Chi mi segue sul questo blog o sui vari gruppi di Linkedin, saprà che una delle mie “ossessioni” riguarda la scarsa diffusione della letteratura italiana all’estero. Perfino gli scrittori (che dovrebbero intendersene di letteratura internazionale) statunitensi non sanno chi siano la Mazzantini, Cotroneo, Veronesi, e molti altri autori italiani. Per me, è una questione di debolezza economica delle case editrici italiane (e non una questione culturale, come mi è stato rinfacciato da un professore polacco su Linkedin, che mi ha detto che la letteratura italiana non può più essere trainante perché siamo superati… l’accenno a Berlusconi è seguito quasi come la notte al giorno…). Ma questa è solo la mia opinione.
Qui riporto il punto di vista dello scrittore tedesco Andreas Eschbach. Di questo autore di fantascienza troviamo alcuni titoli tradotti in italiano, come Lo specchio di Dio (Fanucci, 2002), Nippon Story (Solaria, 2002), Miliardi di tappeti di capelli (Solaria), e sul suo sito c’è una bella sezione di domande e risposte. Purtroppo la troviamo solo in tedesco, francese o inglese, dunque qui traduco la parte che mi interessa:
Lei dice che oggi nella percezione del pubblico i romanzi tedeschi di fantascienza non possono far fronte alla concorrenza internazionale sul piano dello stile, della lingua e in generale della scrittura. Da cosa dipende? Non capisco perché gli scrittori di lingua inglese debbano avere gli strumenti migliori. Ci sono esempi concreti? Forse in generale la loro lingua è più potente?

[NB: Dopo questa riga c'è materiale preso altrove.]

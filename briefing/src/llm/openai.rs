//! OpenAI structured outputs over the chat completions endpoint.

use async_trait::async_trait;
use common_lib::settings::ProviderOptions;
use reqwest_middleware::ClientWithMiddleware;
use serde::Deserialize;
use serde_json::{json, Value};
use url::Url;

use super::schema::to_openai;
use super::schemas::schema_title;
use super::{StructuredGenerator, StructuredRequest};

const DEFAULT_BASE_URL: &str = "https://api.openai.com/v1/";
const DEFAULT_API_KEY_ENV: &str = "OPENAI_API_KEY";

#[derive(Deserialize)]
struct ChatResponse {
    choices: Vec<ChatChoice>,
}

#[derive(Deserialize)]
struct ChatChoice {
    message: ChatMessage,
}

#[derive(Deserialize)]
struct ChatMessage {
    content: String,
}

pub struct OpenAiGenerator {
    client: ClientWithMiddleware,
    base_url: Url,
    api_key: String,
}

impl OpenAiGenerator {
    pub fn new(client: ClientWithMiddleware, options: &ProviderOptions) -> anyhow::Result<Self> {
        let key_env = options.api_key_env.as_deref().unwrap_or(DEFAULT_API_KEY_ENV);
        let api_key = std::env::var(key_env)
            .map_err(|_| anyhow::anyhow!("{key_env} required for the openai provider"))?;
        let base_url = match &options.base_url {
            Some(url) => url.clone(),
            None => Url::parse(DEFAULT_BASE_URL).unwrap(),
        };
        Ok(Self {
            client,
            base_url,
            api_key,
        })
    }

    fn endpoint(&self) -> anyhow::Result<Url> {
        join_endpoint(&self.base_url, "chat/completions")
    }
}

#[async_trait]
impl StructuredGenerator for OpenAiGenerator {
    async fn structured_generate(&self, request: &StructuredRequest) -> anyhow::Result<Value> {
        let body = json!({
            "model": request.model,
            "messages": [{ "role": "user", "content": request.prompt }],
            "temperature": request.temperature,
            "response_format": {
                "type": "json_schema",
                "json_schema": {
                    "name": schema_title(&request.schema),
                    "strict": true,
                    "schema": to_openai(&request.schema),
                }
            },
        });

        let response: ChatResponse = self
            .client
            .post(self.endpoint()?)
            .timeout(request.timeout)
            .bearer_auth(&self.api_key)
            .json(&body)
            .send()
            .await?
            .error_for_status()?
            .json()
            .await?;

        let content = &response
            .choices
            .first()
            .ok_or_else(|| anyhow::anyhow!("openai response contains no choices"))?
            .message
            .content;
        Ok(serde_json::from_str(content)?)
    }
}

/// Joins an endpoint path onto a base URL, tolerating a missing
/// trailing slash in the configured base
pub(super) fn join_endpoint(base: &Url, endpoint: &str) -> anyhow::Result<Url> {
    let mut base = base.clone();
    if !base.path().ends_with('/') {
        base.set_path(&format!("{}/", base.path()));
    }
    Ok(base.join(endpoint)?)
}

#[cfg(test)]
mod tests {
    use super::*;

    #[test]
    fn endpoint_join_handles_trailing_slash() {
        let base = Url::parse("https://proxy.example.com/v1/").unwrap();
        assert_eq!(
            join_endpoint(&base, "chat/completions").unwrap().as_str(),
            "https://proxy.example.com/v1/chat/completions"
        );

        let base = Url::parse("https://proxy.example.com/v1").unwrap();
        assert_eq!(
            join_endpoint(&base, "chat/completions").unwrap().as_str(),
            "https://proxy.example.com/v1/chat/completions"
        );
    }
}
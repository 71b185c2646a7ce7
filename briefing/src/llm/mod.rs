//! Structured generation against LLM providers. Each provider maps the
//! request onto its native strict-JSON-schema mode; the shared retry loop
//! treats transport failures, unparsable responses and schema-shape
//! violations uniformly as one failed attempt.

use std::time::Duration;

use async_trait::async_trait;
use common_lib::settings::SummarizationSettings;
use reqwest_middleware::ClientWithMiddleware;
use serde_json::Value;
use tokio::time::sleep;

pub mod gemini;
pub mod openai;
pub mod schema;
pub mod schemas;

pub use gemini::GeminiGenerator;
pub use openai::OpenAiGenerator;

/// One structured-generation request
#[derive(Debug, Clone)]
pub struct StructuredRequest {
    pub prompt: String,
    pub model: String,
    /// JSON schema the response must conform to
    pub schema: Value,
    pub temperature: f32,
    pub timeout: Duration,
}

/// Provider-native structured output: returns the parsed JSON object
#[async_trait]
pub trait StructuredGenerator: Send + Sync {
    async fn structured_generate(&self, request: &StructuredRequest) -> anyhow::Result<Value>;
}

/// Response-level checks applied inside the retry loop, on top of
/// deserialization
pub trait ValidateResponse {
    fn validate_response(&self) -> anyhow::Result<()>;
}

/// Builds the provider configured in the summarization settings.
/// An unknown provider is a fatal configuration error
pub fn create_generator(
    client: ClientWithMiddleware,
    settings: &SummarizationSettings,
) -> anyhow::Result<Box<dyn StructuredGenerator>> {
    match settings.llm_provider.to_lowercase().as_str() {
        "openai" => Ok(Box::new(OpenAiGenerator::new(client, &settings.openai_options)?)),
        "gemini" => Ok(Box::new(GeminiGenerator::new(client, &settings.gemini_options)?)),
        other => anyhow::bail!("unknown LLM provider: {other}"),
    }
}

/// Calls the provider with `retries + 1` total attempts, sleeping
/// `0.5 * 2^attempt` seconds between failures; the final error propagates
pub async fn call_with_schema<T>(
    generator: &dyn StructuredGenerator,
    request: &StructuredRequest,
    retries: u32,
) -> anyhow::Result<T>
where
    T: serde::de::DeserializeOwned + ValidateResponse,
{
    let mut last_error = None;
    for attempt in 0..=retries {
        let result = async {
            let value = generator.structured_generate(request).await?;
            let parsed: T = serde_json::from_value(value)?;
            parsed.validate_response()?;
            Ok::<T, anyhow::Error>(parsed)
        }
        .await;

        match result {
            Ok(parsed) => return Ok(parsed),
            Err(e) => {
                if attempt < retries {
                    let delay = Duration::from_millis(500 * (1 << attempt));
                    tracing::warn!(
                        "structured call attempt {}/{} failed, retrying in {:?}: {}",
                        attempt + 1,
                        retries + 1,
                        delay,
                        e
                    );
                    sleep(delay).await;
                }
                last_error = Some(e);
            }
        }
    }
    Err(last_error.unwrap())
}
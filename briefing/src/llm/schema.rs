//! Prepares JSON schemas for each provider's structured-output mode.

use serde_json::{Map, Value};

const GEMINI_COPIED_KEYS: [&str; 5] = ["required", "minItems", "maxItems", "minLength", "format"];

/// OpenAI accepts standard JSON schema; only the `$schema` meta field
/// is stripped
pub fn to_openai(schema: &Value) -> Value {
    match schema {
        Value::Object(map) => Value::Object(
            map.iter()
                .filter(|(key, _)| key.as_str() != "$schema")
                .map(|(key, value)| (key.clone(), value.clone()))
                .collect(),
        ),
        other => other.clone(),
    }
}

/// Converts a JSON schema to Gemini's `response_schema` dialect: type
/// names become the provider enumeration, objects gain an explicit
/// `propertyOrdering` matching declaration order and forbid unknown
/// properties
pub fn to_gemini(schema: &Value) -> Value {
    match schema {
        Value::Object(map) => {
            let without_meta: Map<String, Value> = map
                .iter()
                .filter(|(key, _)| key.as_str() != "$schema")
                .map(|(key, value)| (key.clone(), value.clone()))
                .collect();
            convert(&Value::Object(without_meta))
        }
        other => other.clone(),
    }
}

fn convert(node: &Value) -> Value {
    let Value::Object(map) = node else {
        return node.clone();
    };
    let mut result = Map::new();

    if let Some(Value::String(type_name)) = map.get("type") {
        result.insert("type".to_owned(), Value::String(map_type(type_name)));
    }

    if let Some(Value::Object(properties)) = map.get("properties") {
        result.insert(
            "properties".to_owned(),
            Value::Object(
                properties
                    .iter()
                    .map(|(key, value)| (key.clone(), convert(value)))
                    .collect(),
            ),
        );
        result.insert(
            "propertyOrdering".to_owned(),
            Value::Array(
                properties
                    .keys()
                    .map(|key| Value::String(key.clone()))
                    .collect(),
            ),
        );
    }

    if let Some(items) = map.get("items") {
        result.insert("items".to_owned(), convert(items));
    }

    for key in GEMINI_COPIED_KEYS {
        if let Some(value) = map.get(key) {
            result.insert(key.to_owned(), value.clone());
        }
    }

    if result.get("type") == Some(&Value::String("OBJECT".to_owned())) {
        result.insert("additionalProperties".to_owned(), Value::Bool(false));
    }

    Value::Object(result)
}

fn map_type(type_name: &str) -> String {
    match type_name {
        "object" => "OBJECT",
        "string" => "STRING",
        "array" => "ARRAY",
        "number" => "NUMBER",
        "integer" => "INTEGER",
        "boolean" => "BOOLEAN",
        other => other,
    }
    .to_owned()
}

In realtà non ha nulla a che fare con la potenza della lingua, perché quello che ho detto vale anche per le traduzioni in tedesco. No, gli autori di lingua inglese non hanno gli strumenti migliori, e questo per motivi che affondano le proprie ragioni nella storia della letteratura. Mentre da queste parti la letteratura si sviluppa nell’orbita del mecenatismo e del culto del genio, nei paesi anglosassoni è sempre stata indirizzata all’accettazione del pubblico. Anche Shakespeare si preoccupava soprattutto di riempire il teatro; penso che oggi se ne fregherebbe della sua gloria postuma. E questo oggi è ancora più vero.